Each line of the data below from the one holding "for id in &binding.ids" to the one holding "onto the runtime.", inclusive, is to be reproduced exactly; no other line belongs in the answer.

____

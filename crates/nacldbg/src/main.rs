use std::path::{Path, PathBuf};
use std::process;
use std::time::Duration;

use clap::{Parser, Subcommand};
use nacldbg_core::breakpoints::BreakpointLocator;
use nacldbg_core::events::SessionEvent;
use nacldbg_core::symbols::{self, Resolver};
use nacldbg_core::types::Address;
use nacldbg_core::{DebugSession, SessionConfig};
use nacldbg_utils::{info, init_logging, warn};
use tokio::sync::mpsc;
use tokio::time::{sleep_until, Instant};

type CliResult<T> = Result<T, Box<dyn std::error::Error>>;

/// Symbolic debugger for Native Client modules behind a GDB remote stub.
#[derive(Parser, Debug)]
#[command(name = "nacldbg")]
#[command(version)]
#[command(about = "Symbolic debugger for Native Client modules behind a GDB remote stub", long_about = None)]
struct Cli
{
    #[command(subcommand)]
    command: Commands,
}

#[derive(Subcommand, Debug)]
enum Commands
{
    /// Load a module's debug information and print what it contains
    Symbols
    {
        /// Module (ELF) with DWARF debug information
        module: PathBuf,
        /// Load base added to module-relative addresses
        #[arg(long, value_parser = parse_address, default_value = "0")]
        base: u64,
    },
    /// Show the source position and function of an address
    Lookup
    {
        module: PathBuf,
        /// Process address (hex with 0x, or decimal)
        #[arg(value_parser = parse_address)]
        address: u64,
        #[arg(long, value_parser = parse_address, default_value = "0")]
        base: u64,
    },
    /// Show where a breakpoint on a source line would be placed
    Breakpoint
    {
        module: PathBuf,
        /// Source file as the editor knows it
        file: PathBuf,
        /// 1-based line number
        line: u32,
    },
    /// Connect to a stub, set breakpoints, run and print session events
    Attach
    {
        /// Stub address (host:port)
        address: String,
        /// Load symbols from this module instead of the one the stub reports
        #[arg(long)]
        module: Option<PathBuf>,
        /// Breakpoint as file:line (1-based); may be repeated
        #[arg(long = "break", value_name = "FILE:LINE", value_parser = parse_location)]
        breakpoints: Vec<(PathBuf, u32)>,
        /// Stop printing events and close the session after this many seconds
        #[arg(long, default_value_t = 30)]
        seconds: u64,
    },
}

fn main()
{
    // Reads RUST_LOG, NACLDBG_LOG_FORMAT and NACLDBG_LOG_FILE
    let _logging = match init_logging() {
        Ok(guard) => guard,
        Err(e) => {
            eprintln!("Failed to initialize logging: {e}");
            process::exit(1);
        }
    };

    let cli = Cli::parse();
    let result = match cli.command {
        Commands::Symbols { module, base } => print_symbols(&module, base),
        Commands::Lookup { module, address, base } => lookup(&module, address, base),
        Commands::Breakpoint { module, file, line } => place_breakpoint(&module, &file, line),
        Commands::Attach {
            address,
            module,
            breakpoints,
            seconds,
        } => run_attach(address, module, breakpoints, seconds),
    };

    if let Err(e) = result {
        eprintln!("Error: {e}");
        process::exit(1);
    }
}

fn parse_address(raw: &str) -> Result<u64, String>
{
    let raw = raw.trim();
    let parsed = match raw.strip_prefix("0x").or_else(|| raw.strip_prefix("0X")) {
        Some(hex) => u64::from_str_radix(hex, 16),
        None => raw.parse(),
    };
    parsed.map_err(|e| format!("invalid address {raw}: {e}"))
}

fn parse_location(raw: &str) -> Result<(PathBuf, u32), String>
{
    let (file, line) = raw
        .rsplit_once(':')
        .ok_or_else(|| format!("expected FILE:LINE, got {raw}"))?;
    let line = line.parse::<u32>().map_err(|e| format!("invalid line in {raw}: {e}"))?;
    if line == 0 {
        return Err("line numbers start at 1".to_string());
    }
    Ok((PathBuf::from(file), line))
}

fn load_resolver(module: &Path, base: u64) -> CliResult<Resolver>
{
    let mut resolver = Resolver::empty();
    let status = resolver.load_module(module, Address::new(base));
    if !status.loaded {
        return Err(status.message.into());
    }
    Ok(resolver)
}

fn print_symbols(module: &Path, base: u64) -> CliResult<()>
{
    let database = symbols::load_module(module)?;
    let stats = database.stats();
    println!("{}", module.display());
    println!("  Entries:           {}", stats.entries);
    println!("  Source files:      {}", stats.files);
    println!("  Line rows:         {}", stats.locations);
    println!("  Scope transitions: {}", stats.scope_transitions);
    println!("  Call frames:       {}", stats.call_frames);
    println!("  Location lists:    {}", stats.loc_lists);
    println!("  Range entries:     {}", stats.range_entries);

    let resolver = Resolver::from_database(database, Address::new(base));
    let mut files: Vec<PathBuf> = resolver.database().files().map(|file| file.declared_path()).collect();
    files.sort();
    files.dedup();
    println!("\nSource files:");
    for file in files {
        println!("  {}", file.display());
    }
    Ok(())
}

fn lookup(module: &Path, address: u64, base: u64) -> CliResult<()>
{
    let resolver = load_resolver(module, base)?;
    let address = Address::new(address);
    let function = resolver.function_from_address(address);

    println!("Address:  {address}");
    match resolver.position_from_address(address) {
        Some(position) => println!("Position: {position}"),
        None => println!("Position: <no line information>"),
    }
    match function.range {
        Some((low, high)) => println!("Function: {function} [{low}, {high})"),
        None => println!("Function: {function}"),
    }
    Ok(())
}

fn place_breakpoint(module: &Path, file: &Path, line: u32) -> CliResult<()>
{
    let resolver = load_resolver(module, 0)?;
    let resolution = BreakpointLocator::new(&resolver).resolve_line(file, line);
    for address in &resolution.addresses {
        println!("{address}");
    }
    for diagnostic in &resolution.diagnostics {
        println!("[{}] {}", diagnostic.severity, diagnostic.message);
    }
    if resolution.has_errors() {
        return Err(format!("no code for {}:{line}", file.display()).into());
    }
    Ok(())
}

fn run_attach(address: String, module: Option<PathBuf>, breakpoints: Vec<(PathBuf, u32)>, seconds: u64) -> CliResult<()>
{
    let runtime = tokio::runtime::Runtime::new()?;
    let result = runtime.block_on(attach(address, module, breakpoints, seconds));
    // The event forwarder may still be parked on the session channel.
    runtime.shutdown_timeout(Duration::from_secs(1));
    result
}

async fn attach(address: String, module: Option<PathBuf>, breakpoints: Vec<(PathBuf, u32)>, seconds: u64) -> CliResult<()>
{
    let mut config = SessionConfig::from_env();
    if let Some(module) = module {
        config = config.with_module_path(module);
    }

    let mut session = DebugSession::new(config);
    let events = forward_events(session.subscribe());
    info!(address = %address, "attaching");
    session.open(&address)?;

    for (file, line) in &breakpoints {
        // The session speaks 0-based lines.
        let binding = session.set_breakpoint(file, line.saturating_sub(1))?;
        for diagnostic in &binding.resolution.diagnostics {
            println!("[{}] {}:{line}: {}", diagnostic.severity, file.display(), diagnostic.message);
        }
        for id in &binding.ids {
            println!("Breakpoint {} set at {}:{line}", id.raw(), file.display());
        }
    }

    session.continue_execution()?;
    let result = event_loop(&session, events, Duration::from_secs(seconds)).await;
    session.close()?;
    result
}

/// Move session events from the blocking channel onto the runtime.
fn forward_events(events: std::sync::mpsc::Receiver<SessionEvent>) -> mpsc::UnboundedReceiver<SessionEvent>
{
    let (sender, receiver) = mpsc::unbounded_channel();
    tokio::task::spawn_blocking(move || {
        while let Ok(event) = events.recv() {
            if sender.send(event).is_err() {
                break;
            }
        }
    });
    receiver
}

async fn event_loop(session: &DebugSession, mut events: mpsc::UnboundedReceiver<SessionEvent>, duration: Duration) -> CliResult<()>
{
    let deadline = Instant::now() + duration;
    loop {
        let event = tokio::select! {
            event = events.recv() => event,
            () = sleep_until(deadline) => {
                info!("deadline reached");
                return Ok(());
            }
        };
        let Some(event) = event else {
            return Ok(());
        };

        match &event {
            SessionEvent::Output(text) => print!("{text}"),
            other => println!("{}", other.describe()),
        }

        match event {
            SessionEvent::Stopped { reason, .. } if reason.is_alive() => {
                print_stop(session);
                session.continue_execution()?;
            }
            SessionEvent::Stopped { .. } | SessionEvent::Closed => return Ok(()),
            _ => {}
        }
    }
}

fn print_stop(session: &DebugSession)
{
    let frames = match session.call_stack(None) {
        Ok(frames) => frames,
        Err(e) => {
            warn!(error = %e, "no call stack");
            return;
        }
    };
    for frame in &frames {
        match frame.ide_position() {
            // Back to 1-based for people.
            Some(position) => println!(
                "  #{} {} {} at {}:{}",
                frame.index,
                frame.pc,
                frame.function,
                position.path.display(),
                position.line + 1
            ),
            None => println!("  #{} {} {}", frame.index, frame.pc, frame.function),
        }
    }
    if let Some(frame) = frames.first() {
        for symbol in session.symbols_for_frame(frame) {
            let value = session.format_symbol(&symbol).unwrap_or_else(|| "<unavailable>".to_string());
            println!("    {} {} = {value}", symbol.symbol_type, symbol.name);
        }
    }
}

____

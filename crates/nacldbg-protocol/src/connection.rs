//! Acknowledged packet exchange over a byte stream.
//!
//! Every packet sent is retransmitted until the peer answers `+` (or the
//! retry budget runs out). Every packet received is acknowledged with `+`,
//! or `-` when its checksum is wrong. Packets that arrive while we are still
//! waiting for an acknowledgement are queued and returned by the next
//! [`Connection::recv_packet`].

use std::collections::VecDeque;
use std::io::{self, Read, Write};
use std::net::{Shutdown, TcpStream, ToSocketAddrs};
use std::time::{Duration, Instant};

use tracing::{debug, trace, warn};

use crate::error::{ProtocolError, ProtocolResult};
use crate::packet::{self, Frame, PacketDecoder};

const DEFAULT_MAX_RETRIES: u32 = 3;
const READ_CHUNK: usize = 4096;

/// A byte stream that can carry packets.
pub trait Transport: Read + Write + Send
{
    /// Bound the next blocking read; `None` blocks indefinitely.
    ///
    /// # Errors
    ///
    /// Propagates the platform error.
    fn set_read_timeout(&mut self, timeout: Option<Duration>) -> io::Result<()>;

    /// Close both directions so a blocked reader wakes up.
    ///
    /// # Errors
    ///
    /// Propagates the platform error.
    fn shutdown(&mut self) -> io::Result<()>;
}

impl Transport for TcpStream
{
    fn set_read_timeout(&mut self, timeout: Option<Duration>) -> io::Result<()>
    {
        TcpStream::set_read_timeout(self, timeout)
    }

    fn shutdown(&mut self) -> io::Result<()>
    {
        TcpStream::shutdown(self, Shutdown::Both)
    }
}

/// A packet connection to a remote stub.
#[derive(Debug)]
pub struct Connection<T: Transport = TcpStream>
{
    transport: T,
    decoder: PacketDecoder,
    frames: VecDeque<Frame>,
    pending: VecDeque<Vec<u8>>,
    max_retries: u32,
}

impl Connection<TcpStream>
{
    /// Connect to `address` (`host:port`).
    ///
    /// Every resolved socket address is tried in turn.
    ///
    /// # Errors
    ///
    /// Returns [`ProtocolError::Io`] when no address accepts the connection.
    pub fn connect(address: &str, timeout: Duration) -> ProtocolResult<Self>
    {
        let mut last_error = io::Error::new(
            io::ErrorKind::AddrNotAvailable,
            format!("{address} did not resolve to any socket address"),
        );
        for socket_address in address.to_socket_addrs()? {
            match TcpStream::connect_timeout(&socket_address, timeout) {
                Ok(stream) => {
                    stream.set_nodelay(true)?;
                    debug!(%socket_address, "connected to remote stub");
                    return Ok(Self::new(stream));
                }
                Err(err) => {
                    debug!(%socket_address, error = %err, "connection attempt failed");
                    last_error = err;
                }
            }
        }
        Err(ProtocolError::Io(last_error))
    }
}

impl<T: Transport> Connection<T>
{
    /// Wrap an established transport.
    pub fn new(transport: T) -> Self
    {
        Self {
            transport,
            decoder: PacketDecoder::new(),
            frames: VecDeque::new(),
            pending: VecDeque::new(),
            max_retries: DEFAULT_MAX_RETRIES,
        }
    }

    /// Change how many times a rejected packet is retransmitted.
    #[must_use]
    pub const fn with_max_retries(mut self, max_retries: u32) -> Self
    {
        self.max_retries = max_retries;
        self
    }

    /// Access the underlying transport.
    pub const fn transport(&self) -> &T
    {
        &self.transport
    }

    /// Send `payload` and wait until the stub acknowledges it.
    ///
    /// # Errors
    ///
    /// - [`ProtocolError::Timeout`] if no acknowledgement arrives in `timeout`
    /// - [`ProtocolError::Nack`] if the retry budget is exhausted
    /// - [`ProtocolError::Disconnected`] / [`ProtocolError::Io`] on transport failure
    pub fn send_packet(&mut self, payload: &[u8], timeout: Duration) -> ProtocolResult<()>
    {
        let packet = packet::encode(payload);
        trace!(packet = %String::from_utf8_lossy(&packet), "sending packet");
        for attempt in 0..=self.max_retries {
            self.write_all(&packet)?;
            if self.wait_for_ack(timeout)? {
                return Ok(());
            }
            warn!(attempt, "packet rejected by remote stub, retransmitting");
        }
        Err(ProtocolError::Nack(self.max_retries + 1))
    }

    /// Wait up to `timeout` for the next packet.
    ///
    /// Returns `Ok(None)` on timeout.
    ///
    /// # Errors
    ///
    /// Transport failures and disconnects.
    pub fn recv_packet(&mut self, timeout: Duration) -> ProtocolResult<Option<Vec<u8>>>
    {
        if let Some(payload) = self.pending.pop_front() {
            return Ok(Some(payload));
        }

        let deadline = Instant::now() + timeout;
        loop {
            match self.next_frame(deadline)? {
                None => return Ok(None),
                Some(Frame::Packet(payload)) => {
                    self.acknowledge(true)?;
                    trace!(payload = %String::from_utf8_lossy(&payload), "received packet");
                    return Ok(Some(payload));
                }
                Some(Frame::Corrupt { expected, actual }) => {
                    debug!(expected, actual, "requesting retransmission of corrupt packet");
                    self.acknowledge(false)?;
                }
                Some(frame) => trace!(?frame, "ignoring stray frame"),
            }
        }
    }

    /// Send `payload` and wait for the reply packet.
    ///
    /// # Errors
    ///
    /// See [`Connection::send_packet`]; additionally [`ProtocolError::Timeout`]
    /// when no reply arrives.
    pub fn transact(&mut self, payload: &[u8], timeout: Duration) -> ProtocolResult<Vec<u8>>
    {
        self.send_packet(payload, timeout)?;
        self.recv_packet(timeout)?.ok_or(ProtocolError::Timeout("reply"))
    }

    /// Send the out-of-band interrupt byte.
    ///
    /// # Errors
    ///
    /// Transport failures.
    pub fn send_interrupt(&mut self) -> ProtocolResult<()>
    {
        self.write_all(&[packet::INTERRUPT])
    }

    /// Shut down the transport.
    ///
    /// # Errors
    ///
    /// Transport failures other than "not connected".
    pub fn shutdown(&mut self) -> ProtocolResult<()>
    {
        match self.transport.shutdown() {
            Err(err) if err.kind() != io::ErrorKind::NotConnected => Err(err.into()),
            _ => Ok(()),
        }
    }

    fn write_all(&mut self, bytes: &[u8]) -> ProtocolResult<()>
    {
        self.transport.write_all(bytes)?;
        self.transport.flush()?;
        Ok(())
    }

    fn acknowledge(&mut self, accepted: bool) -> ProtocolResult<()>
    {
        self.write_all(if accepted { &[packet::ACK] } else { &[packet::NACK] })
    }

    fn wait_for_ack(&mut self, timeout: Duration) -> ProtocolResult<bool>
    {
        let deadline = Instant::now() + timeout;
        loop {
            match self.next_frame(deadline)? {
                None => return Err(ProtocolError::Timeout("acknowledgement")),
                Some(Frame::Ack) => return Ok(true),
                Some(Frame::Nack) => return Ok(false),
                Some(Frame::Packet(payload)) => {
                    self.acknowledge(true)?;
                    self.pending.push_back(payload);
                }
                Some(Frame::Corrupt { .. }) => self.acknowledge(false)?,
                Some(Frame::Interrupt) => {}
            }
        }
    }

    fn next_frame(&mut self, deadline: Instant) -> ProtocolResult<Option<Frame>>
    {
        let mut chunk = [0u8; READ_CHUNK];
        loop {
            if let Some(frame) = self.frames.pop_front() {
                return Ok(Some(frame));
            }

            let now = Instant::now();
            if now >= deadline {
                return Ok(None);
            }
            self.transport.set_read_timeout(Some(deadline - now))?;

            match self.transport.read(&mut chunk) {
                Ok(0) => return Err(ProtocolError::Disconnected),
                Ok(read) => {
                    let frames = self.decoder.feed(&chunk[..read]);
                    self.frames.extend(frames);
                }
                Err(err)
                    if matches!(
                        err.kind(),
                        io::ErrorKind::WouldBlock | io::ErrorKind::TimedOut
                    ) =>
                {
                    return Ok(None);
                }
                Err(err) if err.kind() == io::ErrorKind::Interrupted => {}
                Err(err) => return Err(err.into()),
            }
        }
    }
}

____

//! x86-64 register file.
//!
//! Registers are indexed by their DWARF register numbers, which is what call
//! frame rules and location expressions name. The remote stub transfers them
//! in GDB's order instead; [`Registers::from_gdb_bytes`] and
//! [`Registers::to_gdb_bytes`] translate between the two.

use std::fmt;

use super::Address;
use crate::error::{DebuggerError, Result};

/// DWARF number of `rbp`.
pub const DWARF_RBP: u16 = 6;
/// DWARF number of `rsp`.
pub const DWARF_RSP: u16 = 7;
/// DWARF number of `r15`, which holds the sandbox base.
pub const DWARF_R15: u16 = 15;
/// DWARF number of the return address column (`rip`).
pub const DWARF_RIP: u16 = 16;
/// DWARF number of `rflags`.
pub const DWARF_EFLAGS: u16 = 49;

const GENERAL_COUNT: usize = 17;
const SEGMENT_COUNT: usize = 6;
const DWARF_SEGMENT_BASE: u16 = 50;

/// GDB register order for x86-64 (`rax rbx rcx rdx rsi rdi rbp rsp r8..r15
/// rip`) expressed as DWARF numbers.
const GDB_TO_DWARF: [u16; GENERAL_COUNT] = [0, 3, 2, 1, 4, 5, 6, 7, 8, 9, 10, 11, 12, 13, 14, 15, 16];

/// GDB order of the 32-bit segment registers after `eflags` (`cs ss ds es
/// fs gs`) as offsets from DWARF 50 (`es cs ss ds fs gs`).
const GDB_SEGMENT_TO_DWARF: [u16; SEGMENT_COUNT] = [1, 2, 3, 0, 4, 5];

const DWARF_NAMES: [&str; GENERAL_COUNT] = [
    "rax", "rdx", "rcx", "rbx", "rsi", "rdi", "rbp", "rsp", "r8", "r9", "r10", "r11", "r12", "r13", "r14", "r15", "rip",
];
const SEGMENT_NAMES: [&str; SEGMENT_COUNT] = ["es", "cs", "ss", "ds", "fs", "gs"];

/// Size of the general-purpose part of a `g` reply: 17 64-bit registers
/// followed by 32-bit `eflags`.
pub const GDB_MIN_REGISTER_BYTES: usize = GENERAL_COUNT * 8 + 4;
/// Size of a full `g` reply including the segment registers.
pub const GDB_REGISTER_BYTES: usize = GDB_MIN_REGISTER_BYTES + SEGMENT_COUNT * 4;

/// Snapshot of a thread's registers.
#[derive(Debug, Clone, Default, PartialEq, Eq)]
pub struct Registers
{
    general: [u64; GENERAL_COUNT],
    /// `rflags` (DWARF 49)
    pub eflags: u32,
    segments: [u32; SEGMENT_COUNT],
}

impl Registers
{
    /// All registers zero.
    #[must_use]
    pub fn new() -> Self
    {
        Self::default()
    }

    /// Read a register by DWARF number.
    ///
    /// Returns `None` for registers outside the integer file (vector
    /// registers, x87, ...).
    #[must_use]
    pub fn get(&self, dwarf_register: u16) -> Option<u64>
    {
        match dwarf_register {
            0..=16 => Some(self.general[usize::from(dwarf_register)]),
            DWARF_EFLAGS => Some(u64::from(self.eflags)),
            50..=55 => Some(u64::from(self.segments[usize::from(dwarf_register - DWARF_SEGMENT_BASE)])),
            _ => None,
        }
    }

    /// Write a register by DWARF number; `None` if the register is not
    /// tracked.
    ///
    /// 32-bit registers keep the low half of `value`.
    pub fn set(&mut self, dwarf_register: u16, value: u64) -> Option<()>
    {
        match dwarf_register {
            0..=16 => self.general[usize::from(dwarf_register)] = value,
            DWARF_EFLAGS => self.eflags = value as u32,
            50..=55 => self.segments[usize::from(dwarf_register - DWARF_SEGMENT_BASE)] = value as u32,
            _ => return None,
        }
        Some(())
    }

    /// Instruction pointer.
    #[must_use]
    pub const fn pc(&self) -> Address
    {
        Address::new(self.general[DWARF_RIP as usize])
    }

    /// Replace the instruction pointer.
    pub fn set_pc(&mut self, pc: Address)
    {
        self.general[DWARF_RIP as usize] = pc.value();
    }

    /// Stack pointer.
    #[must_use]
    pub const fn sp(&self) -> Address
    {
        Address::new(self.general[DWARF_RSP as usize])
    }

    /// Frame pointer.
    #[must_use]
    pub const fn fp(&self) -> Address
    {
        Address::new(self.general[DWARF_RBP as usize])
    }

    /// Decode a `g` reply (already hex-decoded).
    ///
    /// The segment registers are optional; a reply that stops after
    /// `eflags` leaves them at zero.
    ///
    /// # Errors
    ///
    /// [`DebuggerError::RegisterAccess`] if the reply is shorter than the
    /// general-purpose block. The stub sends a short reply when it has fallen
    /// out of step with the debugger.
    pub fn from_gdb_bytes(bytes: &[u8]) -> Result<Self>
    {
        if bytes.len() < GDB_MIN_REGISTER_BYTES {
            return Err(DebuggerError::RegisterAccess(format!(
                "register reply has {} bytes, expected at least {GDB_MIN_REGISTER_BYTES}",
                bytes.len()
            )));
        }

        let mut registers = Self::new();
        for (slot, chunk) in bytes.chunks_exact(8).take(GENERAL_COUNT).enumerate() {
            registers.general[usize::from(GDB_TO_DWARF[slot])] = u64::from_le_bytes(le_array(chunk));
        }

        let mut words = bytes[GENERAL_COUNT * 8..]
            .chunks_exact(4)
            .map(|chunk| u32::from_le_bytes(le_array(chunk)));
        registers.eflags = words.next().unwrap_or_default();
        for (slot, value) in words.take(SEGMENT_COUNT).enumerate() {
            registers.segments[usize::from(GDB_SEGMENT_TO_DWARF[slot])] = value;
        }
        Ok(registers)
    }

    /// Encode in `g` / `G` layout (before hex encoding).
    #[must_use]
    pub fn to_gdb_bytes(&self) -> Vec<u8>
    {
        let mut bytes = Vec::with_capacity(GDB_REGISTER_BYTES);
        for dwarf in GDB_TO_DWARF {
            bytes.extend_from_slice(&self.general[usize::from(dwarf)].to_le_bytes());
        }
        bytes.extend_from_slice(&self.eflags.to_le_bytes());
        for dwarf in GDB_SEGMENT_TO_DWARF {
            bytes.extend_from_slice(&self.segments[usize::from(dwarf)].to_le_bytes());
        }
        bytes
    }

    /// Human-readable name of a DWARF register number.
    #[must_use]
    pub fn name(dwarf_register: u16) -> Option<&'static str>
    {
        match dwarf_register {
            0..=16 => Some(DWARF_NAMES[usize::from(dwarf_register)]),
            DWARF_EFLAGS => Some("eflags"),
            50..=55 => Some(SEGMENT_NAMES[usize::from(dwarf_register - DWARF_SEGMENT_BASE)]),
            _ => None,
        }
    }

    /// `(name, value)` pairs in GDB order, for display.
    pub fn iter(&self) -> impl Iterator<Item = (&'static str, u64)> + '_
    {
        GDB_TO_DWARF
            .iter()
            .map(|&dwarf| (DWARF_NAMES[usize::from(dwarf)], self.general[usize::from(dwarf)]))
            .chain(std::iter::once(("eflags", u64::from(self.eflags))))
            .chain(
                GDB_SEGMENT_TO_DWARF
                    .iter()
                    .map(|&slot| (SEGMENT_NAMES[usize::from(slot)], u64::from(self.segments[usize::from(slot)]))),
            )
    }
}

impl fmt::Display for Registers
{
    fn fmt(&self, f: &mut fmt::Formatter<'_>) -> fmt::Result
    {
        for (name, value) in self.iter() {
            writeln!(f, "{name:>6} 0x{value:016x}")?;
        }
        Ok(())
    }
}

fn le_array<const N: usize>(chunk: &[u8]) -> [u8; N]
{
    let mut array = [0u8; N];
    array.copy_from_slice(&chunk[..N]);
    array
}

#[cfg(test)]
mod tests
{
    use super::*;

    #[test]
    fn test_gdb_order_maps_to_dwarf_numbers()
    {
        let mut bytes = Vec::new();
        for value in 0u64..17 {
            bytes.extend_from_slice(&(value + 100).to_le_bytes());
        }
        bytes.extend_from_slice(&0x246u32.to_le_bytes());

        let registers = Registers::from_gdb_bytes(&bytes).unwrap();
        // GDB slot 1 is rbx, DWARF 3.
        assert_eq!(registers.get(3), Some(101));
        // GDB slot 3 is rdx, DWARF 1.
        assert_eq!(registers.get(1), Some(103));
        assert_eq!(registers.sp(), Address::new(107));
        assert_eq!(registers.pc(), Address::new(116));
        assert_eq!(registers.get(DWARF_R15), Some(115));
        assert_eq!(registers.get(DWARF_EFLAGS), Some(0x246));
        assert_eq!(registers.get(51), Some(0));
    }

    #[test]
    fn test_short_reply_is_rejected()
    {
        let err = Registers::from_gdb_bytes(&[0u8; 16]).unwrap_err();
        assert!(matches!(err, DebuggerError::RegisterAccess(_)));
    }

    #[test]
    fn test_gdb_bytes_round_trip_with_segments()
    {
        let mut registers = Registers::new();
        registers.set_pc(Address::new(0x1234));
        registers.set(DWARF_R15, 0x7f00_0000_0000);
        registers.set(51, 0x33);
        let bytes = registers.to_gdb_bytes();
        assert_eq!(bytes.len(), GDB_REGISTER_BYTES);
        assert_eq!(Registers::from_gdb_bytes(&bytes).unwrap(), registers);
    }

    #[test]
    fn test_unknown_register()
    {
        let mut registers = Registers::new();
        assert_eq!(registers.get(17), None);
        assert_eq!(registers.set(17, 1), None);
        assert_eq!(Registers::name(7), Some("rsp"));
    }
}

____

■ **Exercise result**:
        for id in &binding.ids {
            println!("Breakpoint {} set at {}:{line}", id.raw(), file.display());
        }
    }

    session.continue_execution()?;
    let result = event_loop(&session, events, Duration::from_secs(seconds)).await;
    session.close()?;
    result
}

/// Move session events from the blocking channel onto the runtime.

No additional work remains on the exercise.